#### Input data ####

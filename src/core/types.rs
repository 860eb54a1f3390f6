// ワーカープールで扱うデータ型定義

use chrono::{DateTime, Utc};
use serde::{Deserialize, Serialize};
use std::fmt;
use std::time::Duration;

/// ジョブ識別子
///
/// プールが採番する場合は投入順に1から単調増加する。
#[derive(Debug, Clone, Copy, PartialEq, Eq, PartialOrd, Ord, Hash, Serialize, Deserialize)]
pub struct JobId(pub u64);

impl JobId {
    pub const fn get(self) -> u64 {
        self.0
    }
}

impl fmt::Display for JobId {
    fn fmt(&self, f: &mut fmt::Formatter<'_>) -> fmt::Result {
        write!(f, "job-{}", self.0)
    }
}

impl From<u64> for JobId {
    fn from(value: u64) -> Self {
        Self(value)
    }
}

/// ワーカー識別子（診断用のタグのみ）
pub type WorkerId = usize;

/// 単一の作業単位
///
/// 投入後は不変。ワーカーに取得された時点でそのワーカーへ所有権が移る。
#[derive(Debug, Clone, PartialEq)]
pub struct Job<I> {
    pub id: JobId,
    pub payload: I,
}

impl<I> Job<I> {
    pub fn new(id: impl Into<JobId>, payload: I) -> Self {
        Self {
            id: id.into(),
            payload,
        }
    }
}

/// ジョブ失敗の種別
#[derive(Debug, Clone, Copy, PartialEq, Eq, Hash, Serialize, Deserialize)]
#[serde(rename_all = "snake_case")]
pub enum JobErrorKind {
    /// 作業関数がエラーを返した
    Failure,
    /// ジョブ単位のタイムアウトを超過した
    Timeout,
    /// 作業関数がパニックした
    Panicked,
    /// ランタイムによってタスクが破棄された
    Aborted,
}

impl JobErrorKind {
    pub const fn as_str(&self) -> &'static str {
        match self {
            Self::Failure => "failure",
            Self::Timeout => "timeout",
            Self::Panicked => "panicked",
            Self::Aborted => "aborted",
        }
    }
}

impl fmt::Display for JobErrorKind {
    fn fmt(&self, f: &mut fmt::Formatter<'_>) -> fmt::Result {
        f.write_str(self.as_str())
    }
}

/// ジョブ単位のエラー
///
/// ワーカー境界を越えて伝播させず、`JobResult`のデータとして扱う。
#[derive(Debug, Clone, PartialEq, Eq, thiserror::Error, Serialize, Deserialize)]
#[error("{kind}: {message}")]
pub struct JobError {
    pub kind: JobErrorKind,
    pub message: String,
}

impl JobError {
    pub fn new(kind: JobErrorKind, message: impl Into<String>) -> Self {
        Self {
            kind,
            message: message.into(),
        }
    }

    pub fn failure(message: impl Into<String>) -> Self {
        Self::new(JobErrorKind::Failure, message)
    }

    pub fn timeout(limit: Duration) -> Self {
        Self::new(
            JobErrorKind::Timeout,
            format!("job exceeded {}ms", limit.as_millis()),
        )
    }

    pub fn panicked(message: impl Into<String>) -> Self {
        Self::new(JobErrorKind::Panicked, message)
    }

    pub fn aborted(message: impl Into<String>) -> Self {
        Self::new(JobErrorKind::Aborted, message)
    }

    pub fn is_timeout(&self) -> bool {
        self.kind == JobErrorKind::Timeout
    }
}

/// 個別ジョブの結果
#[derive(Debug, Clone, PartialEq)]
pub struct JobResult<O> {
    pub job_id: JobId,
    pub worker_id: WorkerId,
    pub outcome: Result<O, JobError>,
    pub elapsed: Duration,
}

impl<O> JobResult<O> {
    pub fn is_success(&self) -> bool {
        self.outcome.is_ok()
    }

    pub fn value(&self) -> Option<&O> {
        self.outcome.as_ref().ok()
    }

    pub fn error(&self) -> Option<&JobError> {
        self.outcome.as_ref().err()
    }

    pub fn into_outcome(self) -> Result<O, JobError> {
        self.outcome
    }
}

/// プール全体の状態
///
/// `Created → Running → (Draining | Cancelling) → Stopped`
#[derive(Debug, Clone, Copy, PartialEq, Eq, Hash, Serialize, Deserialize)]
#[serde(rename_all = "snake_case")]
pub enum PoolState {
    Created,
    Running,
    Draining,
    Cancelling,
    Stopped,
}

impl PoolState {
    pub const fn is_terminal(&self) -> bool {
        matches!(self, Self::Stopped)
    }

    /// 許可された遷移かどうか
    ///
    /// `Stopped`へは`Draining`か`Cancelling`を経由してのみ到達する。
    pub fn can_transition_to(&self, next: PoolState) -> bool {
        use PoolState::*;
        matches!(
            (self, next),
            (Created, Running)
                | (Created, Draining)
                | (Created, Cancelling)
                | (Running, Draining)
                | (Running, Cancelling)
                | (Draining, Cancelling)
                | (Draining, Stopped)
                | (Cancelling, Stopped)
        )
    }
}

impl fmt::Display for PoolState {
    fn fmt(&self, f: &mut fmt::Formatter<'_>) -> fmt::Result {
        let name = match self {
            Self::Created => "created",
            Self::Running => "running",
            Self::Draining => "draining",
            Self::Cancelling => "cancelling",
            Self::Stopped => "stopped",
        };
        f.write_str(name)
    }
}

/// プール実行全体のサマリー
#[derive(Debug, Clone, PartialEq, Serialize, Deserialize)]
pub struct PoolSummary {
    pub submitted: usize,
    pub completed: usize,
    pub succeeded: usize,
    pub failed: usize,
    pub timed_out: usize,
    pub panicked: usize,
    /// キャンセルにより未実行のまま破棄されたジョブ数
    pub dropped: usize,
    pub started_at: DateTime<Utc>,
    #[serde(with = "duration_millis")]
    pub elapsed: Duration,
}

impl PoolSummary {
    pub fn new(started_at: DateTime<Utc>) -> Self {
        Self {
            submitted: 0,
            completed: 0,
            succeeded: 0,
            failed: 0,
            timed_out: 0,
            panicked: 0,
            dropped: 0,
            started_at,
            elapsed: Duration::ZERO,
        }
    }

    /// 結果1件をカウントに反映
    pub fn record(&mut self, outcome: Result<(), &JobError>) {
        self.completed += 1;
        match outcome {
            Ok(()) => self.succeeded += 1,
            Err(error) => {
                self.failed += 1;
                match error.kind {
                    JobErrorKind::Timeout => self.timed_out += 1,
                    JobErrorKind::Panicked => self.panicked += 1,
                    JobErrorKind::Failure | JobErrorKind::Aborted => {}
                }
            }
        }
    }

    /// 平均処理時間（ミリ秒）
    pub fn average_time_per_job_ms(&self) -> f64 {
        if self.completed == 0 {
            0.0
        } else {
            self.elapsed.as_millis() as f64 / self.completed as f64
        }
    }
}

/// `Duration`をミリ秒整数として(de)serializeする
pub(crate) mod duration_millis {
    use serde::{Deserialize, Deserializer, Serializer};
    use std::time::Duration;

    pub fn serialize<S: Serializer>(value: &Duration, serializer: S) -> Result<S::Ok, S::Error> {
        serializer.serialize_u64(value.as_millis() as u64)
    }

    pub fn deserialize<'de, D: Deserializer<'de>>(deserializer: D) -> Result<Duration, D::Error> {
        u64::deserialize(deserializer).map(Duration::from_millis)
    }
}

####

__Work to complete__.
For each line in the data above that contains the string "PoolState", extract the line.

__The completed task__.
pub enum PoolState {
impl PoolState {
    pub fn can_transition_to(&self, next: PoolState) -> bool {
        use PoolState::*;
impl fmt::Display for PoolState {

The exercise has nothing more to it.